An uneducated yokel? No shoes? Makes moonshine? Surely that's not a nice presumption to make about one of your best blogger buddies just because they happen to hail from Arkansas?
No it's not but as Kelly asks in the opening sentence of THIS (spiffing) POST "What's the first thing that comes to you mind when I tell you I'm from Arkansas?"
Now to be honest, other than what Kelly has told me, I don't know a lot about the splendid folks of Arkanas but I do know that Americans fall into one of three groups just as I know that the Germans are .........., the French are ........... and as for The Italians? Well, everyone knows that they are ..........
Seriously though, it is terribly amusing (if not kind of frightening) the conclusions we leap to based on where someone lives, their names, their hair colour etc, etc, etc.
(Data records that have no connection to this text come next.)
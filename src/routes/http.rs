// GET handlers: health, version

use axum::response::IntoResponse;

/// GET /version — service name and version (from Cargo.toml at build time).
pub(super) async fn version_handler() -> impl IntoResponse {
    axum::Json(serde_json::json!({
        "name": env!("CARGO_PKG_NAME"),
        "version": env!("CARGO_PKG_VERSION"),
    }))
}

pub(super) async fn health_handler() -> &'static str {
    "ok"
}
// Per-baby feeding reminder settings (client-side toggle; no OS notification wiring)

use serde::{Deserialize, Serialize};

use super::ValidationError;

pub const MIN_REMINDER_INTERVAL_HOURS: u32 = 1;
pub const MAX_REMINDER_INTERVAL_HOURS: u32 = 12;

#[derive(Debug, Clone, Copy, PartialEq, Eq, Serialize, Deserialize)]
#[serde(rename_all = "camelCase")]
pub struct ReminderSettings {
    pub enabled: bool,
    pub interval_hours: u32,
}

impl ReminderSettings {
    /// Settings reported for a baby that never saved any.
    pub fn disabled(interval_hours: u32) -> Self {
        Self {
            enabled: false,
            interval_hours,
        }
    }

    pub fn validate(&self) -> Result<(), ValidationError> {
        if !(MIN_REMINDER_INTERVAL_HOURS..=MAX_REMINDER_INTERVAL_HOURS)
            .contains(&self.interval_hours)
        {
            return Err(ValidationError::IntervalOutOfRange {
                got: self.interval_hours,
                min: MIN_REMINDER_INTERVAL_HOURS,
                max: MAX_REMINDER_INTERVAL_HOURS,
            });
        }
        Ok(())
    }
}
// HTTP routes

mod babies;
mod dashboard;
mod error;
mod feedings;
mod http;
mod reminder;

use axum::{
    Router,
    routing::{get, patch},
};
use chrono::{NaiveDate, Utc};
use std::sync::Arc;
use tower_http::cors::{Any, CorsLayer};

use crate::config::AppConfig;
use crate::feeding_repo::FeedingRepo;
use crate::models::{Baby, ReminderSettings};

pub use error::{ApiError, ApiResult};

#[derive(Clone)]
pub(crate) struct AppState {
    pub(crate) repo: Arc<FeedingRepo>,
    pub(crate) config: AppConfig,
}

impl AppState {
    /// Today's date on the configured wall clock.
    fn today(&self) -> NaiveDate {
        Utc::now()
            .with_timezone(&self.config.stats.offset())
            .date_naive()
    }

    async fn require_baby(&self, id: &str) -> ApiResult<Baby> {
        self.repo
            .get_baby(id)
            .await?
            .ok_or(ApiError::NotFound("baby"))
    }

    /// Saved settings, or disabled with the configured default interval.
    async fn reminder_settings(&self, baby_id: &str) -> ApiResult<ReminderSettings> {
        Ok(self.repo.get_reminder(baby_id).await?.unwrap_or_else(|| {
            ReminderSettings::disabled(self.config.reminder.default_interval_hours)
        }))
    }
}

pub fn app(repo: Arc<FeedingRepo>, config: AppConfig) -> Router {
    let state = AppState { repo, config };
    Router::new()
        .route("/health", get(http::health_handler)) // GET /health
        .route("/version", get(http::version_handler)) // GET /version
        .route(
            "/api/babies",
            get(babies::list_babies).post(babies::create_baby),
        )
        .route(
            "/api/babies/{id}",
            get(babies::get_baby)
                .patch(babies::update_baby)
                .delete(babies::delete_baby),
        )
        .route(
            "/api/babies/{id}/feeding-records",
            get(babies::list_baby_feedings),
        )
        .route(
            "/api/babies/{id}/reminder",
            get(reminder::get_reminder).put(reminder::put_reminder),
        )
        .route("/api/babies/{id}/dashboard", get(dashboard::dashboard))
        .route(
            "/api/feeding-records",
            get(feedings::list_feedings).post(feedings::create_feeding),
        )
        .route(
            "/api/feeding-records/{id}",
            patch(feedings::update_feeding).delete(feedings::delete_feeding),
        )
        .layer(CorsLayer::new().allow_origin(Any))
        .with_state(state)
}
I mean take us English (Yes, somebody please take the English I hear some of you say) who according to the British Life and Culture site when asked What are the first three things which come into your mind when you hear the word 'England' or 'the English'? answered ......
- Fish and chips (studies show 'we' actually prefer a curry), rolling hills and sarcasm (No, really?)
- A typical Englishman is a man wearing a bowler hat (Husband dearest won't put the bins out unless he's wearing his. Whoops, there's me being sarcastic) carrying a folded up umbrella and reading the Times newspaper
- Warm beer (You should here what we say about lager), stiff upper lip, the weather (This one I'll give you as many of us do seem to have a strange preoccupation with the weather)
- (As you can tell from this post) Use the words 'splendid', 'terribly' and 'spiffing' a lot.
But I didn't really want to talk about the English, I wanted to talk about the stereotypes that people have about us Geordies.
OK, so it's nice that we are thought to be amongst the most friendly, the most splendid of people here in England and it's great that we are well known for our sense of humour and our trustworthiness BUT it really annoys me that whenever we are featured in a documentary or a news programme the makers seem to go out of their way to find the most ignorant, the most loud, the most opinionated of individuals.
Then of course there are the stereotypes of the Geordie as
- Forever saying 'Wheyy aye mann' (Why-I-Man). Quite where this came from I don't know as I have yet to hear anyone say it other than for the amusement of someone not from the area who thinks we say it.
- A bunch of party goers (Tis true we are one of the party capitals of Europe), the women wearing next to nothing despite the fact it's snowing outside, the men in their short sleeved shirts, with not a coat in sight. One of those occasions when there is some truth in the stereotype.
Geordie lasses oot on the Toon.
(Geordie women out on the Town)
AND according to Yahoo!Answers who asked 'What stereotypes do you give to worr (our) Geordies?' people said ......
- Thought it was all brown ale, women with bricks in their handbags
- Like flat caps and whippets (surely that's Yorkshire?)
- Unintelligible accents, lot's of bright orange make-up
- Women who are good in a fight.
Enough of Geordies though. Just don't get me started on the presumptions people make of us Tracy's ........ thought to be stupid in the extreme, we are of easy virtue, have a best friend called Sharon and a boyfriend called either Kevin or Wayne and our outfit of choice is a mini skirt and low-cut top (always a size or two too small) and white stiletto sandals with at least a six inch heel. Oh, how I wish my parents had called me Carol as planned.
A typical Tracy..
Note the flawless make-up, the large chest, the tiny waist, the 'OMG' shoes, the fact that you can see her underwear.